### [Directions for this task]
Would you copy out each line of the records below that includes the word "Deserialize"?

Source material Block Start

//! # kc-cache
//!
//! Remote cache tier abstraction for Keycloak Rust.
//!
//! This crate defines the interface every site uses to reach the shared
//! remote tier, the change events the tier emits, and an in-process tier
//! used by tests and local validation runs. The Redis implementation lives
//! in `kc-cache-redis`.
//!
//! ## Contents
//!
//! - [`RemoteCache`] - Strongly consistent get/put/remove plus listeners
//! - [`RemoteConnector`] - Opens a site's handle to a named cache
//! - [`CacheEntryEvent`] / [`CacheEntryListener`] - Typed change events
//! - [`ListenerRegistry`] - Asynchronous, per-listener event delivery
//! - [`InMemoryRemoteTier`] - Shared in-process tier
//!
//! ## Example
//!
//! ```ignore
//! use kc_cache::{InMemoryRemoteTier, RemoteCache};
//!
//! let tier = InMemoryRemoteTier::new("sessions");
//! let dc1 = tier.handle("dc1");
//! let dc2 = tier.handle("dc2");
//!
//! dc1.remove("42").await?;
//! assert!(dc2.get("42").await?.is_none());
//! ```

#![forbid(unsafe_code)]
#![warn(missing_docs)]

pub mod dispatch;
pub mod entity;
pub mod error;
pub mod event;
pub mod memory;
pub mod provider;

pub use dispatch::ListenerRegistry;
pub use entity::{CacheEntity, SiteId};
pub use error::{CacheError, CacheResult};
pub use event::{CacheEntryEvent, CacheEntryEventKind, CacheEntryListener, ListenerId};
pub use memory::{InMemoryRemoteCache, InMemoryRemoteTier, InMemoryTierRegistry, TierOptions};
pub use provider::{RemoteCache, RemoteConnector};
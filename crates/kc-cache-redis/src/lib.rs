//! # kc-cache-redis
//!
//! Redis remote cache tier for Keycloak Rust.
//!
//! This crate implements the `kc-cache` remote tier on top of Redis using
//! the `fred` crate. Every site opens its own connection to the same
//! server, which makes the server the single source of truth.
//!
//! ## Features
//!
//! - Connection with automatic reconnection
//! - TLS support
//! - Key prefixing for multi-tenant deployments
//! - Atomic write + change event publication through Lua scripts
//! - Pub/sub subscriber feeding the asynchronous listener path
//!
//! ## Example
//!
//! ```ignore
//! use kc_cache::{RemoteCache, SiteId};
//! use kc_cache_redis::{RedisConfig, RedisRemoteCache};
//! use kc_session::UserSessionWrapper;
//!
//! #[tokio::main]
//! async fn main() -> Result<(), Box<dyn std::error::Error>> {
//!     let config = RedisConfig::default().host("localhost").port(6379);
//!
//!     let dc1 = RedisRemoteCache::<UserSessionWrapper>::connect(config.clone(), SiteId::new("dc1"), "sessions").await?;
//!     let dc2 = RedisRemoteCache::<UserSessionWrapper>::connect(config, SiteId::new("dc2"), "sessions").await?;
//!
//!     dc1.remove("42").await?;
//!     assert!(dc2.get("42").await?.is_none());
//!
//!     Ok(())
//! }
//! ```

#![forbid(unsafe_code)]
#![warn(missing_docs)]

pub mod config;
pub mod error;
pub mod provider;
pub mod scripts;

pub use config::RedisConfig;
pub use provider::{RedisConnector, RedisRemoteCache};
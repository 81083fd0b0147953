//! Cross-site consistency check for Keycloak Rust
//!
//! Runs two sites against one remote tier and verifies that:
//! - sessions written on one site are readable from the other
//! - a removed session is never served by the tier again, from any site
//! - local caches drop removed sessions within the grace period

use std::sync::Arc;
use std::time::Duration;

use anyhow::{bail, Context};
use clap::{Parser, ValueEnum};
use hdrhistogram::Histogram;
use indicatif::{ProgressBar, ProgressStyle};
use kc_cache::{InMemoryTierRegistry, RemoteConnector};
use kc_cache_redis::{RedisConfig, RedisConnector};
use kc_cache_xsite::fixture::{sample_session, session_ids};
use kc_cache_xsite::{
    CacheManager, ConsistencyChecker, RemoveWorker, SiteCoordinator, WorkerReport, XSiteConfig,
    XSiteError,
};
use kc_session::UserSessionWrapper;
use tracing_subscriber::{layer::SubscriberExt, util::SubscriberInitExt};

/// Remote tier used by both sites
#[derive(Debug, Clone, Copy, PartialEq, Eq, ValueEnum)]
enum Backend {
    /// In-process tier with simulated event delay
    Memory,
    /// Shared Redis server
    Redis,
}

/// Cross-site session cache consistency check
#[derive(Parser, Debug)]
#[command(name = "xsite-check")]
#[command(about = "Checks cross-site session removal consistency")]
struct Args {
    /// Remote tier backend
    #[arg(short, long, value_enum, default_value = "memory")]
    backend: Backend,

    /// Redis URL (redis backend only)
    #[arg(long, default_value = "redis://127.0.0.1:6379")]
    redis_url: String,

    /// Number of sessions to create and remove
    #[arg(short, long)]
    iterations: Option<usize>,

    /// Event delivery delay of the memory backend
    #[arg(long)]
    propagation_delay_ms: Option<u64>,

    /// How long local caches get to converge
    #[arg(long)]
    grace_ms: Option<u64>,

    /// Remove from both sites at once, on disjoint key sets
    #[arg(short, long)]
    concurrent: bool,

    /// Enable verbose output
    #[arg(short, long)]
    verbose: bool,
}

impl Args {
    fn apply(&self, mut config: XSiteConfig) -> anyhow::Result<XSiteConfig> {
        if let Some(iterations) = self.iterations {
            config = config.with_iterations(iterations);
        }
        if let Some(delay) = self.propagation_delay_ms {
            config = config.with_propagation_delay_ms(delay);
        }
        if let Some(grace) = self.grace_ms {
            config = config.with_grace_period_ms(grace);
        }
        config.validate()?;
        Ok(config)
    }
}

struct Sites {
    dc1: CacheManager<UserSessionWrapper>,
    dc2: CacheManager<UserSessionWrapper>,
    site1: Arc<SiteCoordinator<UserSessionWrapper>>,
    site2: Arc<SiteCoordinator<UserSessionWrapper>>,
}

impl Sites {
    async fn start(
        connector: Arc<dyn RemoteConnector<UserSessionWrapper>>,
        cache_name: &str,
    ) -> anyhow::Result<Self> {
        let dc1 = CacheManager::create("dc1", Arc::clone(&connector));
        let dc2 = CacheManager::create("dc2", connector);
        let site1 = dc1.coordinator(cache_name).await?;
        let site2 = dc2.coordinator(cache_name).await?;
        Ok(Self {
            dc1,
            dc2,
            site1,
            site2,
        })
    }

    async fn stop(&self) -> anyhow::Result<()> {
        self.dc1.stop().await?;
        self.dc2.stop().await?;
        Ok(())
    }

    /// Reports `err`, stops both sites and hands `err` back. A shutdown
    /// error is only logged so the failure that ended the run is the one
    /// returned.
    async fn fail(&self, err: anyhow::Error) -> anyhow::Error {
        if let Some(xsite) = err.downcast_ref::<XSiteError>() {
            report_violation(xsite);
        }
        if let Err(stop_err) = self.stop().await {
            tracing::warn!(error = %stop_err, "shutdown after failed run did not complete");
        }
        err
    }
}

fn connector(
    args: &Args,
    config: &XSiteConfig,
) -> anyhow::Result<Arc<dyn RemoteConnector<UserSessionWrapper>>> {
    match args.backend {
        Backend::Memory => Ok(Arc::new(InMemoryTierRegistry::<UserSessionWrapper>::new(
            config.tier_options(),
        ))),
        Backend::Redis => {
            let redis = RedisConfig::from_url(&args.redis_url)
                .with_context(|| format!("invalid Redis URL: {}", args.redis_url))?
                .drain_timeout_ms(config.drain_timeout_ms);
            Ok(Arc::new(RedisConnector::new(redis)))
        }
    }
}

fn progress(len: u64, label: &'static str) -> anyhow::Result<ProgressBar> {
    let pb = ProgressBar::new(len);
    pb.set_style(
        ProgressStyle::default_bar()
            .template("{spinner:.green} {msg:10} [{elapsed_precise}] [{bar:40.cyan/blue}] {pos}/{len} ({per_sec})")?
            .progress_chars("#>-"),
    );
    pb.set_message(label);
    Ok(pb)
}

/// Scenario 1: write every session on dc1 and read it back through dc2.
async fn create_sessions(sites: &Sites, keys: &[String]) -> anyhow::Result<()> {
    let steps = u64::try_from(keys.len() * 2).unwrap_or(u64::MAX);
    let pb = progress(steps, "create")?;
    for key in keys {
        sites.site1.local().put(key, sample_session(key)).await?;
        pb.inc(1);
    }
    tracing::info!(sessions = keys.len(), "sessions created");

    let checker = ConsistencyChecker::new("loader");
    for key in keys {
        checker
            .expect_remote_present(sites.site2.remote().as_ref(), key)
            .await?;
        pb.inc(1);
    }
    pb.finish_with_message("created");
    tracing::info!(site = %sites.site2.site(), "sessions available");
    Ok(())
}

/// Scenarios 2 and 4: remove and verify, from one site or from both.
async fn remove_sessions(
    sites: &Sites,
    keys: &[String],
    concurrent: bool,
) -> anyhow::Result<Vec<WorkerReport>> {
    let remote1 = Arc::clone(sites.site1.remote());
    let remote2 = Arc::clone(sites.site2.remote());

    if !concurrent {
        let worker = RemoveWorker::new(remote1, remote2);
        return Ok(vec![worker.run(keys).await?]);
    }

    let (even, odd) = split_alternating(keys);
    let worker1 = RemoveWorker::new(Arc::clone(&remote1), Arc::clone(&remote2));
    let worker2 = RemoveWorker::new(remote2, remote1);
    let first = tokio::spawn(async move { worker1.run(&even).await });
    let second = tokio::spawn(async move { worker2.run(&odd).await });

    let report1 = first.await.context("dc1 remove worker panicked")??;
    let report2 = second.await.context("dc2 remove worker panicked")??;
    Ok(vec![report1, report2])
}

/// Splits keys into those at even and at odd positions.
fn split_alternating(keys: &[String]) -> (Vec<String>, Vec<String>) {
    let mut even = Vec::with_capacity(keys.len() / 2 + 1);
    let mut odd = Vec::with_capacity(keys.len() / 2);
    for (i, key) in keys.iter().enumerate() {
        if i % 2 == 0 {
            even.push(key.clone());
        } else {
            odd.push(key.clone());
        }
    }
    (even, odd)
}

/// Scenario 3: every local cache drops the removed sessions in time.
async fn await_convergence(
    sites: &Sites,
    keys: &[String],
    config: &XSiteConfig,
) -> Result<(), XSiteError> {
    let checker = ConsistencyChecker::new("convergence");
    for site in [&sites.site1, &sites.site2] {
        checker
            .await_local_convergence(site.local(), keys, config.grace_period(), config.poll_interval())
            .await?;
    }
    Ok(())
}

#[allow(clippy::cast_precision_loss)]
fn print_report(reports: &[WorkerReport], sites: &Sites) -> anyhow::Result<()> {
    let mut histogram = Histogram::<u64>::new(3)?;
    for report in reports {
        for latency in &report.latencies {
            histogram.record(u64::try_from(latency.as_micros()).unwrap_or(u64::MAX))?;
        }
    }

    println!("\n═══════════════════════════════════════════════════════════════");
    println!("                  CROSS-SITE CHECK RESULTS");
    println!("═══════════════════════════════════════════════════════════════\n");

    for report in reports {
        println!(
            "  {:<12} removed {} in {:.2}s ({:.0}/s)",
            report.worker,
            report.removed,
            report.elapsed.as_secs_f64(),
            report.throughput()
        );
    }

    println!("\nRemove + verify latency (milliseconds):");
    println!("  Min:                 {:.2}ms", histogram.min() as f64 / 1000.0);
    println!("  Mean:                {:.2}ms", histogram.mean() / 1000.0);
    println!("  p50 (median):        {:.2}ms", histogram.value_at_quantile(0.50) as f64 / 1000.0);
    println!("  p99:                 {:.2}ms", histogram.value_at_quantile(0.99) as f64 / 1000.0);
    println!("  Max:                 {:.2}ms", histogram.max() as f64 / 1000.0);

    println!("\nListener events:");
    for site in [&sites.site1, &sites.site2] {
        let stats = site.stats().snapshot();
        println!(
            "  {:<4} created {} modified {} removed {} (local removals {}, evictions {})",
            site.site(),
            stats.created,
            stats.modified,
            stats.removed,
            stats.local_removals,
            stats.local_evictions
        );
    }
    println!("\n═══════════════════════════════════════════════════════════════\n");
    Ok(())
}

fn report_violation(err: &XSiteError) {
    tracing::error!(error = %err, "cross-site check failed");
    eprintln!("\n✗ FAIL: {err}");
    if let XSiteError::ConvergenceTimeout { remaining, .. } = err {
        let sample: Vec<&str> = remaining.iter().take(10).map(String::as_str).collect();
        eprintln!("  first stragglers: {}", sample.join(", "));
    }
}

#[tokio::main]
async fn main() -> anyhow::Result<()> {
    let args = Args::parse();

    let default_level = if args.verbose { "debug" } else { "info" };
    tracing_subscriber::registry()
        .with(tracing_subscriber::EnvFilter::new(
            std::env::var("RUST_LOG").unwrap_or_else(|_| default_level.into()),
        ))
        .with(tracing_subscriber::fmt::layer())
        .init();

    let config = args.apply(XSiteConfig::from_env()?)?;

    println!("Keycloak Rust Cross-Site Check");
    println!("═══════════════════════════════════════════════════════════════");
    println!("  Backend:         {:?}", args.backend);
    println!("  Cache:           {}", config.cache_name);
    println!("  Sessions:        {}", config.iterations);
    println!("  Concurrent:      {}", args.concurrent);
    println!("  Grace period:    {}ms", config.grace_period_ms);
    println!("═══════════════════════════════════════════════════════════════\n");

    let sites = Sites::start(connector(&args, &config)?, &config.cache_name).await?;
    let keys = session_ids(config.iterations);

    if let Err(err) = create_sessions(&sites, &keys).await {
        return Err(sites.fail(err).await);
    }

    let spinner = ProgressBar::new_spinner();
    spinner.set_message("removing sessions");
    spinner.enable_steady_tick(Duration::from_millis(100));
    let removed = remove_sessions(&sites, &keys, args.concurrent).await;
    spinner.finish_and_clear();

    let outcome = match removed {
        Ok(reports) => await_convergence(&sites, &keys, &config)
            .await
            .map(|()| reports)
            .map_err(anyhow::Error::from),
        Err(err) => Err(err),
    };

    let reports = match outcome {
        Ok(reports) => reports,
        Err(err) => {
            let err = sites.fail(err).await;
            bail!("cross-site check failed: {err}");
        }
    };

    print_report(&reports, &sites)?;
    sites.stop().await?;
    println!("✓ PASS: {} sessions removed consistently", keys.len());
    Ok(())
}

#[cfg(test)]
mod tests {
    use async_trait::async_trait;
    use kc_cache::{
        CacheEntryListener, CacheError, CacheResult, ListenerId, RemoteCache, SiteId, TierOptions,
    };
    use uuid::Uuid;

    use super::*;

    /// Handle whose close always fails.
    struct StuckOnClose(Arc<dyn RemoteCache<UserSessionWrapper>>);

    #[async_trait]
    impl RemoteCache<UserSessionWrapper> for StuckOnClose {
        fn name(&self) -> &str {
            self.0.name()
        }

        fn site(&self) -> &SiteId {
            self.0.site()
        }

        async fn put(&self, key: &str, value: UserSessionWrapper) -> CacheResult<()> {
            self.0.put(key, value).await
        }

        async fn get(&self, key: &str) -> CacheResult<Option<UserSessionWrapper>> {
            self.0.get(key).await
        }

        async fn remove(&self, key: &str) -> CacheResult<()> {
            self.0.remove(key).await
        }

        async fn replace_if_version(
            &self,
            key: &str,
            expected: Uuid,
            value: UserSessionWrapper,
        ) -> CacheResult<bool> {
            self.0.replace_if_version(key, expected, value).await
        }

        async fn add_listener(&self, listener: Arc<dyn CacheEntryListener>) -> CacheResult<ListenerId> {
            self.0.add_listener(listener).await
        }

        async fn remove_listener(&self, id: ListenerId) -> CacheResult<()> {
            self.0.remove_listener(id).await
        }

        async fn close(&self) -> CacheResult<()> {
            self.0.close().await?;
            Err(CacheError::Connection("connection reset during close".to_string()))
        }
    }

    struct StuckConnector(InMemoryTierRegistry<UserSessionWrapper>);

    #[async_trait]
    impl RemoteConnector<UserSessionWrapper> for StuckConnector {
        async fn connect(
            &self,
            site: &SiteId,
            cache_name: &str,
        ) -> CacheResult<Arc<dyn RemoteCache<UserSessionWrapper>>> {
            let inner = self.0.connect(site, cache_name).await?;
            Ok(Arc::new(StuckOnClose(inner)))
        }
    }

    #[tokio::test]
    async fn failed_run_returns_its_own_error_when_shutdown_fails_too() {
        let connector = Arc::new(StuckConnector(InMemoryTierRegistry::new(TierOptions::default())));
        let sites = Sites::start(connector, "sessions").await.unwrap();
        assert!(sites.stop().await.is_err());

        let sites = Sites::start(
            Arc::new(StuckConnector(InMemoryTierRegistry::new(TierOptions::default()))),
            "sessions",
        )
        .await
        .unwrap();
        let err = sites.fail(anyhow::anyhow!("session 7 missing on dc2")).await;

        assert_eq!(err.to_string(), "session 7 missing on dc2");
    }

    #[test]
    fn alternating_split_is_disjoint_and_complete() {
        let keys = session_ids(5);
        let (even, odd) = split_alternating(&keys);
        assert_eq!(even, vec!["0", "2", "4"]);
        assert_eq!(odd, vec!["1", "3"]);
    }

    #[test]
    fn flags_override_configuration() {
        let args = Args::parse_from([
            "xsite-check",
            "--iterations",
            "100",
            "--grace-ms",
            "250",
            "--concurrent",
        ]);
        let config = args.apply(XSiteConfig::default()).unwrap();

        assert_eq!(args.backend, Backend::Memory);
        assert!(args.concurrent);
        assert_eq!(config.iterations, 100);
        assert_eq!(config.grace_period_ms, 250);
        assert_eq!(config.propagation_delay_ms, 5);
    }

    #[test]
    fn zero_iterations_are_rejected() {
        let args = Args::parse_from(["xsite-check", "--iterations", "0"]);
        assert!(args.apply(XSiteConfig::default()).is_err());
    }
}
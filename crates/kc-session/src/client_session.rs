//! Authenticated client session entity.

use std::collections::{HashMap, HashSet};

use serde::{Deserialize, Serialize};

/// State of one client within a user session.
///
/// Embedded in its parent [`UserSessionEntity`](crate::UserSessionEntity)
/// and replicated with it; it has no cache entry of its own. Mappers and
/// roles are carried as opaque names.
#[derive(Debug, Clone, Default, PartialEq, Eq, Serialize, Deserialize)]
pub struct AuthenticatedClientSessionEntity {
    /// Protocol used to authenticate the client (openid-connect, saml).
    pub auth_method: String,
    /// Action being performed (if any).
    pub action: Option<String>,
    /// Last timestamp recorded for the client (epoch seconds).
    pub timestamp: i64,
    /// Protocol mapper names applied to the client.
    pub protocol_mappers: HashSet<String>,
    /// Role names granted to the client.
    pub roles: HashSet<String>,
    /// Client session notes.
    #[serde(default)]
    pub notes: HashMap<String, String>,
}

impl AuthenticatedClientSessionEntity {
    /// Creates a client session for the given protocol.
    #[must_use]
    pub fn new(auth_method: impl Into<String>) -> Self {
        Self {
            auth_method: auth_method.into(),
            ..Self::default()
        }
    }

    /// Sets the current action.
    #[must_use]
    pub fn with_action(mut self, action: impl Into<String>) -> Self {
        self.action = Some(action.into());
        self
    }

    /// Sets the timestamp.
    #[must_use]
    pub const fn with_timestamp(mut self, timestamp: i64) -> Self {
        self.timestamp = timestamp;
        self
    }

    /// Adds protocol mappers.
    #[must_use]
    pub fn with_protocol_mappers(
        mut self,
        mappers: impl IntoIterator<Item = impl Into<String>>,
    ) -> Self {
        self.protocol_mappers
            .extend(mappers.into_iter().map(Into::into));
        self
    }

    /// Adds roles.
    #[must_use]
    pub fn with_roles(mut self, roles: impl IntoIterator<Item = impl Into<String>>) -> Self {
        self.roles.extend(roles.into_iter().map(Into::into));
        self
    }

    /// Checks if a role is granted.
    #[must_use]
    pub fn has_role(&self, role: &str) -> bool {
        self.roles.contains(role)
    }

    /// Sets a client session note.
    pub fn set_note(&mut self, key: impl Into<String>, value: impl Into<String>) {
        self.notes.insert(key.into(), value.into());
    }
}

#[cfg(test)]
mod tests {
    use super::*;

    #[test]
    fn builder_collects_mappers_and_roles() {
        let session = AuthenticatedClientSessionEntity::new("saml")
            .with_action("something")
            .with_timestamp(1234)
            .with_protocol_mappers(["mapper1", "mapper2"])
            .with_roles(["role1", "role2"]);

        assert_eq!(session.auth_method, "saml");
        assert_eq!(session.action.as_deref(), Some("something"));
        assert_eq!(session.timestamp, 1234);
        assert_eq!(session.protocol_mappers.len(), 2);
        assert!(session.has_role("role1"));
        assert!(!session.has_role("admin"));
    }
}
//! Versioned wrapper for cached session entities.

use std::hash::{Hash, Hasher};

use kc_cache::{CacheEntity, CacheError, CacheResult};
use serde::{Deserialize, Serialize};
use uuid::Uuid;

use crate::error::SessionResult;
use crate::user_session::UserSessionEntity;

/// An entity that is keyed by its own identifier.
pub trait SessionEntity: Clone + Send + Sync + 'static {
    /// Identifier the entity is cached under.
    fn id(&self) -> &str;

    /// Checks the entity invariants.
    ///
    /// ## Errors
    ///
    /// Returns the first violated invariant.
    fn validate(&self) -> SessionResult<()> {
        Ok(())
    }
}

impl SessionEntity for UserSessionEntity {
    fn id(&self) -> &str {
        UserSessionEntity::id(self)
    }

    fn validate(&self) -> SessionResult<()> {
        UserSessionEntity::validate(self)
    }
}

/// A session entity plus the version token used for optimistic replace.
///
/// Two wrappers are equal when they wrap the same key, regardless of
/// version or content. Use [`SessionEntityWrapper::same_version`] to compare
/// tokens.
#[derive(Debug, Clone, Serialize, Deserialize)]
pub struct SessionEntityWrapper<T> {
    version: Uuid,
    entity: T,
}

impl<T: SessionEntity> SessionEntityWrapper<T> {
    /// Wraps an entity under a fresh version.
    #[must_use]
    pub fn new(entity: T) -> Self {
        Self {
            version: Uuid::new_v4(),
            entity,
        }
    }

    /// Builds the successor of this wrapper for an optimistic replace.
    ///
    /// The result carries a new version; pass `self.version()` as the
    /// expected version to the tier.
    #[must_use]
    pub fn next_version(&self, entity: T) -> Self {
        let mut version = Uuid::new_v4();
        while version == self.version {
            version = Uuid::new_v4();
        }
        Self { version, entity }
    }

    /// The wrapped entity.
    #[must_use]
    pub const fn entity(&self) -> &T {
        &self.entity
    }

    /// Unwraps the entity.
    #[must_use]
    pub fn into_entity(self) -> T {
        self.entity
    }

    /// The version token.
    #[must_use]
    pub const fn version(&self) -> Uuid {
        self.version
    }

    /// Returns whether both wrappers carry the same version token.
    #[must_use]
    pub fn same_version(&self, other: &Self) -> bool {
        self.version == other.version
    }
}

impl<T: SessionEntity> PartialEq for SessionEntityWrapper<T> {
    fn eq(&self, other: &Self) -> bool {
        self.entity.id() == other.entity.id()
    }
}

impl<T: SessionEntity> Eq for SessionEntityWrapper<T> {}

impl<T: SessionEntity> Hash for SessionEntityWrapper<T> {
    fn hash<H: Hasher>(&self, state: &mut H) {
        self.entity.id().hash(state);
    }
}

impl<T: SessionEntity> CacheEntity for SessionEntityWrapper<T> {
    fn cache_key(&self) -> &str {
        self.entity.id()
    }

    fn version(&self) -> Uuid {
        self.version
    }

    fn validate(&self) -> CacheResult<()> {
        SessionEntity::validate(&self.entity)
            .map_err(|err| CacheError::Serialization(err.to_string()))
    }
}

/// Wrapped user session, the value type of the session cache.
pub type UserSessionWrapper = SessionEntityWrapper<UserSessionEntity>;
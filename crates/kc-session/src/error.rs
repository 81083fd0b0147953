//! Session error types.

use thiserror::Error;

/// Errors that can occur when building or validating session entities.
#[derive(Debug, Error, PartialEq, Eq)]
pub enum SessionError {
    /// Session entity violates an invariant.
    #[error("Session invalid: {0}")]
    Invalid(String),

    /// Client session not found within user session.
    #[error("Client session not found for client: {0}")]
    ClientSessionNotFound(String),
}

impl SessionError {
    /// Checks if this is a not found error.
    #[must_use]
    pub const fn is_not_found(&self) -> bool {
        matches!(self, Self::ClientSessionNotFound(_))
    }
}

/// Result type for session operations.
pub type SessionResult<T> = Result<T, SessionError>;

Source material Block End

### [Response to the exercise]
use serde::{Deserialize, Serialize};
#[derive(Debug, Clone, Default, PartialEq, Eq, Serialize, Deserialize)]
use serde::{Deserialize, Serialize};
#[derive(Debug, Clone, Serialize, Deserialize)]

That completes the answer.